━━━ Data for this exercise ━━━

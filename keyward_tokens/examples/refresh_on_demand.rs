use std::time::Duration;

use async_trait::async_trait;
use keyward_clock::DurationMillis;
use keyward_tokens::{
    refresh::oauth2::RefreshTokenGrant, BoxError, ClientId, ClientSecret, ExpiryPolicy,
    IssuerConfig, RefreshCoordinator, RefreshToken, Session, SessionBridge,
};
use tokio::time;

#[derive(Debug, clap::Parser)]
struct Opts {
    /// The issuer's base URL, such as https://auth.example.com/realms/app
    #[arg(short, long, env)]
    issuer_url: String,

    /// The client ID of the client
    #[arg(short, long, env)]
    client_id: ClientId,

    /// The client secret used to identify the client to the issuer
    #[arg(short = 's', long, env, hide_env_values = true)]
    client_secret: Option<ClientSecret>,

    /// The refresh token to start from
    #[arg(short, long, env, hide_env_values = true)]
    refresh_token: RefreshToken,

    /// Milliseconds before expiry at which a token is no longer used
    #[arg(long, env, default_value_t = 60_000)]
    expiry_margin_ms: u64,

    /// Seconds between token lookups
    #[arg(long, default_value_t = 5, value_parser = clap::value_parser!(u64).range(1..))]
    interval_secs: u64,
}

/// A session that only ever knows the refresh token it was started with
#[derive(Debug)]
struct StaticSession(RefreshToken);

#[async_trait]
impl SessionBridge for StaticSession {
    async fn fetch_session(&self) -> Result<Option<Session>, BoxError> {
        Ok(Some(Session {
            access_token: None,
            refresh_token: Some(self.0.clone()),
        }))
    }

    async fn terminate_session(&self) {
        tracing::error!("session terminated, a new login is required");
        std::process::exit(1);
    }
}

#[tokio::main]
async fn main() -> color_eyre::Result<()> {
    color_eyre::install()?;
    dotenvy::dotenv().ok();

    tracing_subscriber::fmt()
        .pretty()
        .with_env_filter(tracing_subscriber::filter::EnvFilter::from_default_env())
        .init();

    let opts = <Opts as clap::Parser>::parse();

    let config = IssuerConfig::new(opts.issuer_url, opts.client_id, opts.client_secret);
    let grant = RefreshTokenGrant::from_config(&config)?;
    let policy = ExpiryPolicy::default().with_margin(DurationMillis(opts.expiry_margin_ms));

    let coordinator = RefreshCoordinator::builder(grant, StaticSession(opts.refresh_token))
        .with_policy(policy)
        .build();

    let mut watcher = coordinator.subscribe();
    tokio::spawn(async move {
        while let Ok(credential) = watcher.changed().await {
            tracing::info!(
                token = format_args!("{:#?}", credential.access_token()),
                expires_at = credential.expires_at().0,
                "access token refreshed"
            );
        }
    });

    let mut interval = time::interval(Duration::from_secs(opts.interval_secs));
    loop {
        interval.tick().await;

        match coordinator.get_valid_access_token().await {
            Some(credential) => tracing::debug!(
                token = format_args!("{:#?}", credential.access_token()),
                expires_at = credential.expires_at().0,
                "pulled token"
            ),
            None => tracing::warn!("no access token available"),
        }
    }
}
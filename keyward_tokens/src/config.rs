//! Configuration of the token issuer

use keyward_clock::DurationMillis;
use serde::Deserialize;
use thiserror::Error;

use crate::{ClientId, ClientIdRef, ClientSecret, ClientSecretRef};

/// Default timeout applied to requests sent to the issuer
pub const DEFAULT_REQUEST_TIMEOUT: DurationMillis = DurationMillis::from_secs(30);

const TOKEN_ENDPOINT_PATH: &str = "protocol/openid-connect/token";

/// An error in the issuer configuration
#[derive(Debug, Error)]
pub enum ConfigError {
    /// The issuer URL could not be parsed
    #[error("invalid issuer url {url:?}: {reason}")]
    InvalidIssuerUrl {
        /// The offending URL
        url: String,
        /// Why it was rejected
        reason: String,
    },
    /// The issuer URL is not `http` or `https`
    #[error("issuer url must use http or https, not {0:?}")]
    UnsupportedScheme(String),
    /// The HTTP client could not be constructed
    #[error("unable to build http client")]
    HttpClient(#[source] reqwest::Error),
}

/// Where and as whom to refresh tokens
///
/// Typically read from the environment at start-up; the type can also be
/// deserialized from any configuration source supported by `serde`.
#[derive(Clone, Debug, Deserialize)]
pub struct IssuerConfig {
    issuer_url: String,
    client_id: ClientId,
    #[serde(default)]
    client_secret: Option<ClientSecret>,
    #[serde(default = "default_request_timeout")]
    request_timeout: DurationMillis,
}

fn default_request_timeout() -> DurationMillis {
    DEFAULT_REQUEST_TIMEOUT
}

impl IssuerConfig {
    /// Constructs a new issuer configuration
    ///
    /// `issuer_url` is the issuer's base URL, such as
    /// `https://auth.example.com/realms/app`.
    pub fn new(
        issuer_url: impl Into<String>,
        client_id: ClientId,
        client_secret: Option<ClientSecret>,
    ) -> Self {
        Self {
            issuer_url: issuer_url.into(),
            client_id,
            client_secret,
            request_timeout: DEFAULT_REQUEST_TIMEOUT,
        }
    }

    /// Replaces the request timeout
    pub fn with_request_timeout(mut self, request_timeout: DurationMillis) -> Self {
        self.request_timeout = request_timeout;
        self
    }

    /// The issuer's base URL
    pub fn issuer_url(&self) -> &str {
        &self.issuer_url
    }

    /// The client ID
    pub fn client_id(&self) -> &ClientIdRef {
        &self.client_id
    }

    /// The client secret, if the client has one
    pub fn client_secret(&self) -> Option<&ClientSecretRef> {
        self.client_secret.as_deref()
    }

    /// The timeout applied to each request to the issuer
    pub fn request_timeout(&self) -> DurationMillis {
        self.request_timeout
    }

    /// The issuer's token endpoint, `{issuer}/protocol/openid-connect/token`
    pub fn token_endpoint(&self) -> Result<reqwest::Url, ConfigError> {
        let raw = format!(
            "{}/{}",
            self.issuer_url.trim_end_matches('/'),
            TOKEN_ENDPOINT_PATH
        );

        let url = reqwest::Url::parse(&raw).map_err(|e| ConfigError::InvalidIssuerUrl {
            url: self.issuer_url.clone(),
            reason: e.to_string(),
        })?;

        match url.scheme() {
            "http" | "https" => Ok(url),
            other => Err(ConfigError::UnsupportedScheme(other.to_owned())),
        }
    }
}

━━━

**Task goal**
Show all lines above that contain "short".

**Response to this task**
    #[arg(short, long, env)]
    #[arg(short, long, env)]
    #[arg(short = 's', long, env, hide_env_values = true)]
    #[arg(short, long, env, hide_env_values = true)]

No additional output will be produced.